[Records from a dataset]
**********
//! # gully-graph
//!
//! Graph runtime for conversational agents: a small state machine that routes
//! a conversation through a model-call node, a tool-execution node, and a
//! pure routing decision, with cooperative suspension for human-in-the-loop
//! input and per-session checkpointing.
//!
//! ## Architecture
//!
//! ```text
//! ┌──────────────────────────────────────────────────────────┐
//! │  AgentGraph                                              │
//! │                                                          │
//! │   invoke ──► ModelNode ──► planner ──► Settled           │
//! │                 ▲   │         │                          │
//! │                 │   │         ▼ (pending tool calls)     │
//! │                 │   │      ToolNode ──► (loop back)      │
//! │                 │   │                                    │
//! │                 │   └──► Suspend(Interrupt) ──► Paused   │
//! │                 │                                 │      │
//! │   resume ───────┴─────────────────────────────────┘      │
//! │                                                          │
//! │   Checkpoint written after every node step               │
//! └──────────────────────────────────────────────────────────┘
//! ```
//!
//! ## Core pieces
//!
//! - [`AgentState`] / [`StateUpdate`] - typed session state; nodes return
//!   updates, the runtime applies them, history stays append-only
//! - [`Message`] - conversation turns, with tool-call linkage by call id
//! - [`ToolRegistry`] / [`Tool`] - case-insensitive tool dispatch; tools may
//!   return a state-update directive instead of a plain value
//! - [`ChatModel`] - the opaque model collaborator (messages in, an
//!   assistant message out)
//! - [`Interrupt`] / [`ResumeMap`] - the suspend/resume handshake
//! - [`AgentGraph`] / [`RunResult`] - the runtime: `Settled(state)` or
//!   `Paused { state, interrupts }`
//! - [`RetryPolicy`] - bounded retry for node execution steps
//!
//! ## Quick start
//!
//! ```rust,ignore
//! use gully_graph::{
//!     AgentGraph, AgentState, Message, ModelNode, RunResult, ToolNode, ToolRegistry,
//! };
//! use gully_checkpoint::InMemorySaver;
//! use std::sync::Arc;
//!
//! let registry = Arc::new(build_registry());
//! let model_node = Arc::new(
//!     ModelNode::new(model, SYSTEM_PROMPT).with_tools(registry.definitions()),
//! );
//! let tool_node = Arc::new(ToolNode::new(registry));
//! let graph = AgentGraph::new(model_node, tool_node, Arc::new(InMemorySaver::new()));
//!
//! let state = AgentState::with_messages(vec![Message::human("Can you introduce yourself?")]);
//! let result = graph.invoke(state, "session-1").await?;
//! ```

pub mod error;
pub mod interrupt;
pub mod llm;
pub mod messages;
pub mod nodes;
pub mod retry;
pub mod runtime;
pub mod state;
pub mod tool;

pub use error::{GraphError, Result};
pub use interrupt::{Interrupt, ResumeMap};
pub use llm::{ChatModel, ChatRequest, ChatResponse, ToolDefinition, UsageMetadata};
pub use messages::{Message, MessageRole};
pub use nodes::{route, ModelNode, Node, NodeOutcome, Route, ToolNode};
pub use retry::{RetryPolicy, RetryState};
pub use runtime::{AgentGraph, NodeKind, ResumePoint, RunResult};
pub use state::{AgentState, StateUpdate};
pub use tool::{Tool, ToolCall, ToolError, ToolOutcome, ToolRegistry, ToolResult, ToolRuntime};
**********
Your goal: From the records given above, copy all lines containing "ModelNode".

Solution for this task:
//! │   invoke ──► ModelNode ──► planner ──► Settled           │
//!     AgentGraph, AgentState, Message, ModelNode, RunResult, ToolNode, ToolRegistry,
//!     ModelNode::new(model, SYSTEM_PROMPT).with_tools(registry.definitions()),
pub use nodes::{route, ModelNode, Node, NodeOutcome, Route, ToolNode};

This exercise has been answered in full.